La jurisprudence francophone des Cours suprêmes


recherche avancée

30/09/2008 | FRANCE | N°07NT02374

France | France, Cour administrative d'appel de Nantes, 2ème chambre, 30 septembre 2008, 07NT02374


Vu la requête enregistrée le 2 août 2007, présentée pour la SOCIETE GSM, représentée par ses dirigeants en exercice, dont le siège est “Les Technodes” BP 01 à Guerville (78931 cedex), par Me Clément, avocat au barreau de Paris ; la SOCIETE GSM demande à la Cour :

1°) d'annuler le jugement n°s 06-2423 et 09-2543 du 5 juin 2007 par lequel le Tribunal administratif d'Orléans a annulé, à la demande de l'association “Saulnières préservation et valorisation du cadre de vie” et de Mme X, l'arrêté du 17 novembre 2005 du préfet d'Eure-et-Loir autorisant ladite socié

té à exploiter une carrière et une installation de premier traitement de matériaux ...

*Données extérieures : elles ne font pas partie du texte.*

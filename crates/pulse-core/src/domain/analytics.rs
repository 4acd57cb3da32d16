use std::fmt;
use std::str::FromStr;

use chrono::{DateTime, Utc};
use serde::{Deserialize, Serialize};
use uuid::Uuid;

use crate::error::DomainError;

/// LinkedIn reaction types tracked per post.
#[derive(Debug, Clone, Copy, PartialEq, Eq, Hash, Serialize, Deserialize)]
#[serde(rename_all = "lowercase")]
pub enum ReactionKind {
    Like,
    Praise,
    Empathy,
    Interest,
    Appreciation,
}

impl ReactionKind {
    pub const ALL: [ReactionKind; 5] = [
        Self::Like,
        Self::Praise,
        Self::Empathy,
        Self::Interest,
        Self::Appreciation,
    ];

    pub fn as_str(&self) -> &'static str {
        match self {
            Self::Like => "like",
            Self::Praise => "praise",
            Self::Empathy => "empathy",
            Self::Interest => "interest",
            Self::Appreciation => "appreciation",
        }
    }
}

impl fmt::Display for ReactionKind {
    fn fmt(&self, f: &mut fmt::Formatter<'_>) -> fmt::Result {
        f.write_str(self.as_str())
    }
}

impl FromStr for ReactionKind {
    type Err = DomainError;

    fn from_str(s: &str) -> Result<Self, Self::Err> {
        Self::ALL
            .into_iter()
            .find(|kind| kind.as_str() == s)
            .ok_or_else(|| DomainError::Validation(format!("Unknown reaction type: {s}")))
    }
}

/// Raw engagement counters for a post.
#[derive(Debug, Clone, Copy, Default, PartialEq, Eq, Serialize, Deserialize)]
pub struct Metrics {
    pub reactions_like: i64,
    pub reactions_praise: i64,
    pub reactions_empathy: i64,
    pub reactions_interest: i64,
    pub reactions_appreciation: i64,
    pub total_impressions: i64,
    pub total_shares: i64,
    pub total_comments: i64,
}

impl Metrics {
    pub fn validate(&self) -> Result<(), DomainError> {
        let fields = [
            ("reactions_like", self.reactions_like),
            ("reactions_praise", self.reactions_praise),
            ("reactions_empathy", self.reactions_empathy),
            ("reactions_interest", self.reactions_interest),
            ("reactions_appreciation", self.reactions_appreciation),
            ("total_impressions", self.total_impressions),
            ("total_shares", self.total_shares),
            ("total_comments", self.total_comments),
        ];
        match fields.iter().find(|(_, value)| *value < 0) {
            Some((name, _)) => Err(DomainError::Validation(format!(
                "{name} must not be negative"
            ))),
            None => Ok(()),
        }
    }

    pub fn reaction(&self, kind: ReactionKind) -> i64 {
        match kind {
            ReactionKind::Like => self.reactions_like,
            ReactionKind::Praise => self.reactions_praise,
            ReactionKind::Empathy => self.reactions_empathy,
            ReactionKind::Interest => self.reactions_interest,
            ReactionKind::Appreciation => self.reactions_appreciation,
        }
    }

    pub fn add_reaction(&mut self, kind: ReactionKind, by: i64) {
        let slot = match kind {
            ReactionKind::Like => &mut self.reactions_like,
            ReactionKind::Praise => &mut self.reactions_praise,
            ReactionKind::Empathy => &mut self.reactions_empathy,
            ReactionKind::Interest => &mut self.reactions_interest,
            ReactionKind::Appreciation => &mut self.reactions_appreciation,
        };
        *slot = slot.saturating_add(by);
    }

    pub fn total_reactions(&self) -> i64 {
        ReactionKind::ALL.iter().map(|k| self.reaction(*k)).sum()
    }

    /// Reactions + shares + comments.
    pub fn total_engagement(&self) -> i64 {
        self.total_reactions() + self.total_shares + self.total_comments
    }

    /// Engagement as a percentage of impressions; 0.0 without impressions.
    pub fn engagement_rate(&self) -> f64 {
        if self.total_impressions == 0 {
            return 0.0;
        }
        self.total_engagement() as f64 / self.total_impressions as f64 * 100.0
    }
}

/// Partial update of metrics; `None` leaves a counter untouched.
#[derive(Debug, Clone, Default)]
pub struct MetricsChanges {
    pub reactions_like: Option<i64>,
    pub reactions_praise: Option<i64>,
    pub reactions_empathy: Option<i64>,
    pub reactions_interest: Option<i64>,
    pub reactions_appreciation: Option<i64>,
    pub total_impressions: Option<i64>,
    pub total_shares: Option<i64>,
    pub total_comments: Option<i64>,
}

impl MetricsChanges {
    pub fn apply(&self, metrics: &mut Metrics) {
        let pairs = [
            (&mut metrics.reactions_like, self.reactions_like),
            (&mut metrics.reactions_praise, self.reactions_praise),
            (&mut metrics.reactions_empathy, self.reactions_empathy),
            (&mut metrics.reactions_interest, self.reactions_interest),
            (&mut metrics.reactions_appreciation, self.reactions_appreciation),
            (&mut metrics.total_impressions, self.total_impressions),
            (&mut metrics.total_shares, self.total_shares),
            (&mut metrics.total_comments, self.total_comments),
        ];
        for (slot, value) in pairs {
            if let Some(value) = value {
                *slot = value;
            }
        }
    }
}

/// Engagement record for a single post (at most one per post).
#[derive(Debug, Clone, PartialEq, Serialize, Deserialize)]
pub struct PostAnalytics {
    pub id: Uuid,
    pub post_id: Uuid,
    pub metrics: Metrics,
    pub created_at: DateTime<Utc>,
    pub updated_at: DateTime<Utc>,
}

impl PostAnalytics {
    pub fn new(post_id: Uuid, metrics: Metrics, now: DateTime<Utc>) -> Self {
        Self {
            id: Uuid::new_v4(),
            post_id,
            metrics,
            created_at: now,
            updated_at: now,
        }
    }
}

/// A post ranked by engagement.
#[derive(Debug, Clone, PartialEq)]
pub struct TopPost {
    pub post_id: Uuid,
    pub title: String,
    pub content_preview: String,
    pub author_username: String,
    pub author_full_name: Option<String>,
    pub metrics: Metrics,
}

/// Aggregate over the posts visible to a caller in a period.
#[derive(Debug, Clone, Default, PartialEq)]
pub struct AnalyticsSummary {
    pub period_days: u32,
    pub total_posts: u64,
    pub total_impressions: i64,
    pub total_reactions: i64,
    pub total_shares: i64,
    pub total_comments: i64,
    pub total_engagement: i64,
    pub average_engagement_rate: f64,
}

impl AnalyticsSummary {
    pub fn from_metrics<'a>(period_days: u32, metrics: impl IntoIterator<Item = &'a Metrics>) -> Self {
        let mut summary = Self {
            period_days,
            ..Self::default()
        };
        let mut rate_sum = 0.0;
        for m in metrics {
            summary.total_posts += 1;
            summary.total_impressions += m.total_impressions;
            summary.total_reactions += m.total_reactions();
            summary.total_shares += m.total_shares;
            summary.total_comments += m.total_comments;
            summary.total_engagement += m.total_engagement();
            rate_sum += m.engagement_rate();
        }
        if summary.total_posts > 0 {
            summary.average_engagement_rate = rate_sum / summary.total_posts as f64;
        }
        summary
    }
}

/// Content truncated for listings: 200 characters followed by "...".
pub fn preview(content: &str) -> String {
    const LIMIT: usize = 200;
    if content.chars().count() > LIMIT {
        let cut: String = content.chars().take(LIMIT).collect();
        format!("{cut}...")
    } else {
        content.to_string()
    }
}
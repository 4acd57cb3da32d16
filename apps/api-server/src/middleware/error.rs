//! Error handling middleware - RFC 7807 compliant responses.

use actix_web::{HttpResponse, ResponseError, http::StatusCode};
use pulse_core::DomainError;
use pulse_core::error::{RepoError, SchedulerError};
use pulse_core::ports::AuthError;
use pulse_shared::{ErrorResponse, ProblemType};

/// Handler error; rendered as problem details.
#[derive(Debug, thiserror::Error)]
pub enum AppError {
    #[error("Not found: {0}")]
    NotFound(String),

    #[error("Bad request: {0}")]
    BadRequest(String),

    #[error("Unauthorized")]
    Unauthorized,

    #[error("Forbidden")]
    Forbidden(Option<String>),

    #[error("Duplicate: {0}")]
    Duplicate(String),

    #[error("Invalid transition: {0}")]
    InvalidTransition(String),

    #[error("Service unavailable: {0}")]
    Unavailable(String),

    #[error("Internal error: {0}")]
    Internal(String),
}

impl AppError {
    pub fn problem(&self) -> ProblemType {
        match self {
            AppError::NotFound(_) => ProblemType::NotFound,
            AppError::BadRequest(_) => ProblemType::Validation,
            AppError::Unauthorized => ProblemType::Authentication,
            AppError::Forbidden(_) => ProblemType::Permission,
            AppError::Duplicate(_) => ProblemType::Duplicate,
            AppError::InvalidTransition(_) => ProblemType::InvalidTransition,
            AppError::Unavailable(_) => ProblemType::Unavailable,
            AppError::Internal(_) => ProblemType::Internal,
        }
    }
}

impl ResponseError for AppError {
    fn status_code(&self) -> StatusCode {
        StatusCode::from_u16(self.problem().status()).unwrap_or(StatusCode::INTERNAL_SERVER_ERROR)
    }

    fn error_response(&self) -> HttpResponse {
        let error = ErrorResponse::new(self.problem());
        let error = match self {
            AppError::NotFound(detail)
            | AppError::BadRequest(detail)
            | AppError::Duplicate(detail)
            | AppError::InvalidTransition(detail)
            | AppError::Forbidden(Some(detail)) => error.with_detail(detail),
            AppError::Unauthorized => error.with_detail("Incorrect username or password"),
            AppError::Forbidden(None) => error,
            AppError::Unavailable(detail) => {
                tracing::warn!("Service unavailable: {}", detail);
                error.with_detail(detail)
            }
            // Internal details stay in the logs.
            AppError::Internal(detail) => {
                tracing::error!("Internal error: {}", detail);
                error
            }
        };

        HttpResponse::build(self.status_code()).json(error)
    }
}

impl From<DomainError> for AppError {
    fn from(err: DomainError) -> Self {
        match err {
            DomainError::NotFound { entity_type, id } => {
                AppError::NotFound(format!("{entity_type} with id {id} not found"))
            }
            DomainError::Validation(msg) => AppError::BadRequest(msg),
            DomainError::Duplicate(msg) => AppError::Duplicate(msg),
            e @ DomainError::InvalidTransition { .. } => {
                AppError::InvalidTransition(e.to_string())
            }
            DomainError::Unauthorized => AppError::Unauthorized,
            DomainError::Forbidden => {
                AppError::Forbidden(Some("Not enough permissions".to_string()))
            }
            DomainError::Internal(msg) => AppError::Internal(msg),
        }
    }
}

impl From<RepoError> for AppError {
    fn from(err: RepoError) -> Self {
        match err {
            RepoError::NotFound => AppError::NotFound("Resource not found".to_string()),
            RepoError::Constraint(msg) => AppError::Duplicate(msg),
            RepoError::Connection(msg) => {
                tracing::error!("Database connection error: {}", msg);
                AppError::Internal("Database error".to_string())
            }
            RepoError::Query(msg) => {
                tracing::error!("Database query error: {}", msg);
                AppError::Internal("Database error".to_string())
            }
        }
    }
}

impl From<SchedulerError> for AppError {
    fn from(err: SchedulerError) -> Self {
        AppError::Unavailable(err.to_string())
    }
}

impl From<AuthError> for AppError {
    fn from(err: AuthError) -> Self {
        match err {
            AuthError::InvalidCredentials => AppError::Unauthorized,
            AuthError::InsufficientPermissions => AppError::Forbidden(None),
            other => AppError::Internal(other.to_string()),
        }
    }
}

/// Result type alias for handlers.
pub type AppResult<T> = Result<T, AppError>;

#[cfg(test)]
mod tests {
    use super::*;
    use pulse_core::domain::PostStatus;
    use uuid::Uuid;

    #[test]
    fn domain_errors_map_to_http_statuses() {
        let cases = [
            (DomainError::Validation("bad".into()), StatusCode::BAD_REQUEST),
            (DomainError::Forbidden, StatusCode::FORBIDDEN),
            (DomainError::post_not_found(Uuid::nil()), StatusCode::NOT_FOUND),
            (DomainError::Duplicate("dup".into()), StatusCode::CONFLICT),
            (
                DomainError::InvalidTransition {
                    action: "unschedule",
                    current: PostStatus::Draft,
                },
                StatusCode::CONFLICT,
            ),
        ];
        for (err, status) in cases {
            assert_eq!(AppError::from(err).status_code(), status);
        }
    }

    #[test]
    fn invalid_transition_carries_its_own_problem_type() {
        let err = AppError::from(DomainError::InvalidTransition {
            action: "schedule",
            current: PostStatus::Published,
        });
        assert_eq!(err.problem(), ProblemType::InvalidTransition);
        assert_eq!(
            AppError::from(DomainError::Duplicate("dup".into())).problem(),
            ProblemType::Duplicate
        );
    }

    #[test]
    fn store_read_failure_is_unavailable() {
        let err = SchedulerError::StoreRead(RepoError::Connection("down".into()));
        assert_eq!(
            AppError::from(err).status_code(),
            StatusCode::SERVICE_UNAVAILABLE
        );
    }
}
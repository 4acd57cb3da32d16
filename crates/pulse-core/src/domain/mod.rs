//! Domain entities - the core business objects.

mod analytics;
mod post;
mod user;

pub use analytics::{
    AnalyticsSummary, Metrics, MetricsChanges, PostAnalytics, ReactionKind, TopPost, preview,
};
pub use post::{MAX_TITLE_LEN, Post, PostStatus};
pub use user::{Actor, User, UserRole};
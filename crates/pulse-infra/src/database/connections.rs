use std::time::Duration;

use sea_orm::{ConnectOptions, Database, DbConn, DbErr};

/// PostgreSQL pool settings.
#[derive(Debug, Clone)]
pub struct DatabaseConfig {
    pub url: String,
    pub max_connections: u32,
    pub min_connections: u32,
}

/// Open the connection pool shared by every repository.
pub async fn connect(config: &DatabaseConfig) -> Result<DbConn, DbErr> {
    tracing::info!("Initializing database connection...");

    let opts = ConnectOptions::new(&config.url)
        .max_connections(config.max_connections)
        .min_connections(config.min_connections.min(config.max_connections))
        .connect_timeout(Duration::from_secs(10))
        .idle_timeout(Duration::from_secs(300))
        .sqlx_logging(false)
        .to_owned();

    let conn = Database::connect(opts).await?;
    tracing::info!(pool = config.max_connections, "Database connected");
    Ok(conn)
}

Vu la requête enregistrée le 2 août 2007, présentée pour la SOCIETE GSM, représentée par ses dirigeants en exercice, dont le siège est “Les Technodes” BP 01 à Guerville (78931 cedex), par Me Clément, avocat au barreau de Paris ; la SOCIETE GSM demande à la Cour :

1°) d'annuler le jugement n°s 06-2423 et 09-2543 du 5 juin 2007 par lequel le Tribunal administratif d'Orléans a annulé, à la demande de l'association “Saulnières préservation et valorisation du cadre de vie” et de Mme X, l'arrêté du 17 novembre 2005 du préfet d'Eure-et-Loir autorisant ladite société à exploiter une carrière et une installation de premier traitement de matériaux de carrière aux lieuxdits “Le Montoir Rouge” et “Gauville” sur le territoire de la commune de Saulnières ;

2°) de rejeter les demandes présentées par l'association “Saulnières préservation et valorisation du cadre de vie” et par Mme X devant le Tribunal administratif d'Orléans ;

3°) de condamner l'association “Saulnières préservation et valorisation du cadre de vie”, Mme X, M. Y et la commune de Crécy-Couvé à lui verser la somme globale de 3 000 euros au titre de l'article L. 761-1 du code de justice administrative ;

..................................................................................................................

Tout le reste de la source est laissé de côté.